Ci sono degli ostacoli in particolare che andrebbero rimossi? Come giudica l’ecosistema italiano?

Personalmente ho lavorato in 3 continenti e devo dire che l’Italia non è né il migliore, ma nemmeno il peggiore Paese dove investire. Ho lavorato molto in Spagna, e devo dire che l’accesso all’innovazione garantito dall’Italia è molto migliore a confronto. Ciò che la Spagna ha fatto meglio, invece, è rimuovere alcuni ostacoli burocratici nell’organizzazione dei trial clinici. Ma anche in Italia c’è oggi una barriera che si crea nel passaggio dalle approvazioni nazionali dei farmaci, ai prontuari terapeutici regionali.
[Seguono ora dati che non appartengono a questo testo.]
use super::exchange::Exchange;
use crate::cursor::{Cursor, TreeCursor};
use crate::error::{StorageError, StorageResult};
use crate::state::EngineState;
use crate::storage::{ReadableTransaction, WriteableTransaction};
use crate::tree::TreeState;
use crate::types::{ByteString, SequenceNumber, TransactionId, TreeName};
use std::collections::HashMap;
use tracing::debug;

/// The handle an operation closure receives for one transaction attempt.
///
/// Exchanges are acquired lazily, at most one per tree, and all of them
/// are released when the handle is dropped, whether the attempt committed,
/// rolled back or failed.
#[derive(Debug)]
pub struct WriteableStorage<'a> {
    state: &'a EngineState,
    id: TransactionId,
    start: SequenceNumber,
    exchanges: HashMap<TreeName, Exchange>,
}

impl<'a> WriteableStorage<'a> {
    pub(crate) fn begin(state: &'a EngineState) -> Self {
        let (id, start) = state.begin();
        Self {
            state,
            id,
            start,
            exchanges: HashMap::new(),
        }
    }

    /// Returns the attempt's identifier.
    #[must_use]
    pub fn id(&self) -> TransactionId {
        self.id
    }

    /// Returns the last commit visible when the attempt began.
    #[must_use]
    pub fn start_sequence(&self) -> SequenceNumber {
        self.start
    }

    fn exchange_for<'x>(
        exchanges: &'x mut HashMap<TreeName, Exchange>,
        state: &EngineState,
        tree: &TreeName,
        committed: Option<&TreeState>,
    ) -> &'x mut Exchange {
        exchanges.entry(tree.clone()).or_insert_with(|| {
            state.stats.record_exchange_acquired();
            Exchange::new(tree.clone(), committed)
        })
    }

    /// Runs `f` against the exchange for `tree` and the committed tree,
    /// under the shared tree lock.
    fn with_exchange<R>(
        &mut self,
        tree: &TreeName,
        f: impl FnOnce(&mut Exchange, Option<&TreeState>) -> R,
    ) -> StorageResult<R> {
        let state = self.state;
        state.check_fatal()?;
        let trees = state.trees.read();
        let committed = trees.get(tree);
        let exchange = Self::exchange_for(&mut self.exchanges, state, tree, committed);
        Ok(f(exchange, committed))
    }

    /// Validates and commits the attempt.
    ///
    /// Every key and scanned tree must still carry the committed version
    /// it had when the attempt first touched it. Commits that landed
    /// between begin and that first touch were observed, not missed.
    pub(crate) fn commit(self) -> StorageResult<()> {
        let state = self.state;
        state.check_fatal()?;
        if !self.exchanges.values().any(Exchange::is_dirty) {
            let trees = state.trees.read();
            if let Some(stale) = self
                .exchanges
                .values()
                .find(|exchange| !exchange.validate(trees.get(&exchange.tree)))
            {
                debug!(txn = %self.id, start = %self.start, tree = %stale.tree, "read validation failed");
                return Err(StorageError::conflict(&stale.tree));
            }
            drop(trees);
            state.stats.record_commit();
            return Ok(());
        }

        let mut trees = state.trees.write();
        let mut ops = Vec::new();
        for exchange in self.exchanges.values() {
            if !exchange.validate(trees.get(&exchange.tree)) {
                debug!(txn = %self.id, start = %self.start, tree = %exchange.tree, "commit validation failed");
                return Err(StorageError::conflict(&exchange.tree));
            }
            exchange.collect_ops(&mut ops);
        }
        let sequence = state.append_commit(&mut trees, ops)?;
        drop(trees);

        state.stats.record_commit();
        debug!(txn = %self.id, start = %self.start, %sequence, "transaction committed");
        Ok(())
    }

    /// Discards the attempt's buffered writes.
    pub(crate) fn rollback(self) {
        self.state.stats.record_rollback();
    }
}

impl Drop for WriteableStorage<'_> {
    fn drop(&mut self) {
        self.state
            .stats
            .record_exchanges_released(self.exchanges.len() as u64);
        self.exchanges.clear();
        self.state.end();
    }
}

impl ReadableTransaction for WriteableStorage<'_> {
    fn read(&mut self, tree: &TreeName, key: &[u8]) -> StorageResult<Option<ByteString>> {
        self.with_exchange(tree, |exchange, committed| exchange.get(committed, key))
    }

    fn open_cursor(&mut self, tree: &TreeName) -> StorageResult<Box<dyn Cursor + '_>> {
        let state = self.state;
        state.check_fatal()?;
        let exchange: &Exchange = {
            let trees = state.trees.read();
            let committed = trees.get(tree);
            let exchange = Self::exchange_for(&mut self.exchanges, state, tree, committed);
            exchange.mark_scanned(committed);
            exchange
        };
        Ok(Box::new(TreeCursor::new(state, exchange)))
    }

    fn record_count(&mut self, tree: &TreeName) -> StorageResult<u64> {
        self.with_exchange(tree, |exchange, committed| {
            exchange.mark_scanned(committed);
            exchange.count(committed)
        })
    }
}

impl WriteableTransaction for WriteableStorage<'_> {
    fn open_tree(&mut self, tree: &TreeName) -> StorageResult<()> {
        self.with_exchange(tree, |exchange, _| exchange.open_tree())
    }

    fn truncate_tree(&mut self, tree: &TreeName) -> StorageResult<()> {
        debug!(txn = %self.id, %tree, "truncating tree");
        self.with_exchange(tree, |exchange, _| exchange.truncate())
    }

    fn delete_tree(&mut self, tree: &TreeName) -> StorageResult<()> {
        debug!(txn = %self.id, %tree, "deleting tree");
        self.with_exchange(tree, |exchange, _| exchange.delete_tree())
    }

    fn rename_tree(&mut self, _from: &TreeName, _to: &TreeName) -> StorageResult<()> {
        Err(StorageError::unsupported("rename_tree"))
    }

    fn create(&mut self, tree: &TreeName, key: &[u8], value: &[u8]) -> StorageResult<()> {
        self.with_exchange(tree, |exchange, committed| {
            exchange.put(committed, key, value);
        })
    }

    fn put_if_absent(
        &mut self,
        tree: &TreeName,
        key: &[u8],
        value: &[u8],
    ) -> StorageResult<bool> {
        self.with_exchange(tree, |exchange, committed| {
            if exchange.get(committed, key).is_some() {
                return false;
            }
            exchange.put(committed, key, value);
            true
        })
    }

    fn update(
        &mut self,
        tree: &TreeName,
        key: &[u8],
        f: &mut dyn FnMut(Option<&[u8]>) -> Option<Vec<u8>>,
    ) -> StorageResult<bool> {
        self.with_exchange(tree, |exchange, committed| {
            let old = exchange.get(committed, key);
            let new = f(old.as_deref());
            if old.as_deref() == new.as_deref() {
                return false;
            }
            match new {
                Some(value) => exchange.put(committed, key, &value),
                None => exchange.remove(committed, key),
            }
            true
        })
    }

    fn remove(&mut self, tree: &TreeName, key: &[u8]) -> StorageResult<bool> {
        self.with_exchange(tree, |exchange, committed| {
            let existed = exchange.get(committed, key).is_some();
            if existed {
                exchange.remove(committed, key);
            }
            existed
        })
    }
}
Penso però che il sistema funzioni e che soprattutto il dialogo sia aperto e in progress, per avere un’agenzia regolatoria che renda il sistema sostenibile e indirizzi le giuste risorse all’innovazione. Il mondo oggi è molto globalizzato, quindi rendere l’Italia un po’ più veloce e competitiva ci preparerà meglio al futuro.

Qual è il suo parere sulla riforma della legislazione europea in materia di farmaci?

Questa riforma era attesa da tanto e penso di interpretare l’opinione di tutto il settore farmaceutico se dico che i principi sono corretti: garantire un accesso equo alle cure in Europa è un’idea che perseguiamo tutti. Ma è quanto proposto per arrivare a questo obiettivo che è sbagliato. Ridurre la data protection, per esempio, ha un impatto sulla proprietà intellettuale di farmaci innovativi. Ancora, il rilascio di licenze obbligatorie: abbiamo visto durante la pandemia che questo non aiuta a gestire situazioni di emergenza in modo migliore. Siamo quindi allineati sui principi, ma non sull’esecuzione, soprattutto avendo in mente l’obiettivo di mantenere l’Europa competitiva nei confronti degli Stati Uniti, della Cina, di altri paesi asiatici, di far sì che i trial clinici si eseguano qui da noi e che tutti i pazienti abbiamo accesso immediato all’innovazione. Il dialogo fra Efpia e la commissione europea è in corso ed è ancora possibile a una versione finale che possa interpretare tutto questo.